_What you should do_:
Return exactly the span of lines in the following data that opens with the line containing "tested without a" and closes with the line containing "use ratatui::Frame;". Include nothing else.

########################################

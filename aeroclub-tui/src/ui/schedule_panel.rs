//! Schedule grid — hour axis, one line per row, bookings as coloured bars.
//!
//! Fractions from the engine are mapped onto terminal columns with
//! [`Geometry::cell_span`](aeroclub_core::schedule::Geometry::cell_span). The
//! cell layout is kept separate from drawing so it can be tested without a
//! terminal.

use ratatui::layout::Rect;
use ratatui::style::Style;
use ratatui::text::{Line, Span};
use ratatui::widgets::Paragraph;
use ratatui::Frame;

use aeroclub_core::schedule::{
    cell_index, Placement, BAND_HOURS, VISIBLE_END_HOUR, VISIBLE_START_HOUR,
};
use aeroclub_core::GridModel;

use crate::app::GridCursor;
use crate::theme;

/// Columns reserved for row labels (tail or weekday), separator included.
pub const LABEL_WIDTH: usize = 11;

#[derive(Debug, Clone, Copy, PartialEq, Eq)]
pub enum CellKind {
    Empty,
    HourTick,
    Marker,
    Booking { index: usize, instructional: bool },
}

#[derive(Debug, Clone, Copy, PartialEq, Eq)]
pub struct Cell {
    pub ch: char,
    pub kind: CellKind,
}

impl Cell {
    const EMPTY: Cell = Cell {
        ch: ' ',
        kind: CellKind::Empty,
    };
}

/// Text written inside a bar of `width` columns.
pub fn bar_text(placement: &Placement, width: usize) -> String {
    let label = match (
        placement.primary_label.is_empty(),
        placement.secondary_label.is_empty(),
    ) {
        (_, true) => placement.primary_label.clone(),
        (true, false) => placement.secondary_label.clone(),
        (false, false) => format!(
            "{} · {}",
            placement.primary_label, placement.secondary_label
        ),
    };
    let mut text: String = label.chars().take(width).collect();
    let len = text.chars().count();
    text.extend(std::iter::repeat(' ').take(width - len));
    text
}

/// Lay one row out over `track` columns. Later placements are drawn on top
/// of earlier ones; the marker only shows through empty cells.
pub fn layout_row(placements: &[Placement], marker: Option<f64>, track: usize) -> Vec<Cell> {
    let mut cells = vec![Cell::EMPTY; track];
    if track == 0 {
        return cells;
    }

    for hour in (VISIBLE_START_HOUR + 1)..VISIBLE_END_HOUR {
        let col = cell_index(f64::from(hour - VISIBLE_START_HOUR) / BAND_HOURS, track);
        cells[col] = Cell {
            ch: '·',
            kind: CellKind::HourTick,
        };
    }

    for (index, p) in placements.iter().enumerate() {
        let (start, end) = p.geometry().cell_span(track);
        let kind = CellKind::Booking {
            index,
            instructional: p.is_instructional,
        };
        for (offset, ch) in bar_text(p, end - start).chars().enumerate() {
            cells[start + offset] = Cell { ch, kind };
        }
    }

    if let Some(x) = marker {
        let cell = &mut cells[cell_index(x, track)];
        if !matches!(cell.kind, CellKind::Booking { .. }) {
            *cell = Cell {
                ch: '│',
                kind: CellKind::Marker,
            };
        }
    }
    cells
}

/// Hour labels every two hours, 06 through 22.
pub fn hour_axis(track: usize) -> String {
    let mut axis = vec![' '; track];
    let mut next_free = 0;
    for hour in (VISIBLE_START_HOUR..=VISIBLE_END_HOUR).step_by(2) {
        let fraction = f64::from(hour - VISIBLE_START_HOUR) / BAND_HOURS;
        let col = cell_index(fraction, track).min(track.saturating_sub(2));
        if col < next_free || col + 2 > track {
            continue;
        }
        for (i, ch) in format!("{hour:02}").chars().enumerate() {
            axis[col + i] = ch;
        }
        next_free = col + 3;
    }
    axis.into_iter().collect()
}

fn pad_label(label: &str) -> String {
    let width = LABEL_WIDTH - 1;
    let mut text: String = label.chars().take(width).collect();
    let len = text.chars().count();
    text.extend(std::iter::repeat(' ').take(width - len));
    text.push(' ');
    text
}

fn cell_style(kind: CellKind, selected: Option<usize>) -> Style {
    match kind {
        CellKind::Empty => Style::default(),
        CellKind::HourTick => theme::muted(),
        CellKind::Marker => theme::marker(),
        CellKind::Booking {
            index,
            instructional,
        } => theme::booking(instructional, selected == Some(index)),
    }
}

/// Group runs of identically styled cells into spans.
fn row_spans(cells: &[Cell], selected: Option<usize>) -> Vec<Span<'static>> {
    let mut spans = Vec::new();
    let mut run = String::new();
    let mut run_kind: Option<CellKind> = None;
    for cell in cells {
        if run_kind.is_some_and(|k| k != cell.kind) {
            if let Some(kind) = run_kind {
                spans.push(Span::styled(std::mem::take(&mut run), cell_style(kind, selected)));
            }
        }
        run_kind = Some(cell.kind);
        run.push(cell.ch);
    }
    if let Some(kind) = run_kind {
        spans.push(Span::styled(run, cell_style(kind, selected)));
    }
    spans
}

pub fn render(f: &mut Frame, area: Rect, grid: &GridModel, cursor: GridCursor) {
    let track = (area.width as usize).saturating_sub(LABEL_WIDTH);
    let marker = grid.marker.map(|m| m.x_fraction);

    let mut lines: Vec<Line> = Vec::with_capacity(grid.rows.len() + 2);
    lines.push(Line::from(vec![
        Span::raw(pad_label("")),
        Span::styled(hour_axis(track), theme::muted()),
    ]));

    if grid.rows.is_empty() {
        lines.push(Line::from(Span::styled(
            "  No aircraft in the fleet.",
            theme::muted(),
        )));
    }

    for (i, row) in grid.rows.iter().enumerate() {
        let is_cursor = i == cursor.row;
        let selected = if is_cursor { cursor.placement } else { None };
        let mut spans = vec![Span::styled(pad_label(&row.label), theme::row_label(is_cursor))];
        spans.extend(row_spans(
            &layout_row(&row.placements, marker, track),
            selected,
        ));
        lines.push(Line::from(spans));
    }

    if grid.placement_count() == 0 && !grid.rows.is_empty() {
        lines.push(Line::from(""));
        lines.push(Line::from(Span::styled(
            "  No bookings in this window.",
            theme::muted(),
        )));
    }

    f.render_widget(Paragraph::new(lines), area);
}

########################################

_Response below_:
//! cell layout is kept separate from drawing so it can be tested without a
//! terminal.

use ratatui::layout::Rect;
use ratatui::style::Style;
use ratatui::text::{Line, Span};
use ratatui::widgets::Paragraph;
use ratatui::Frame;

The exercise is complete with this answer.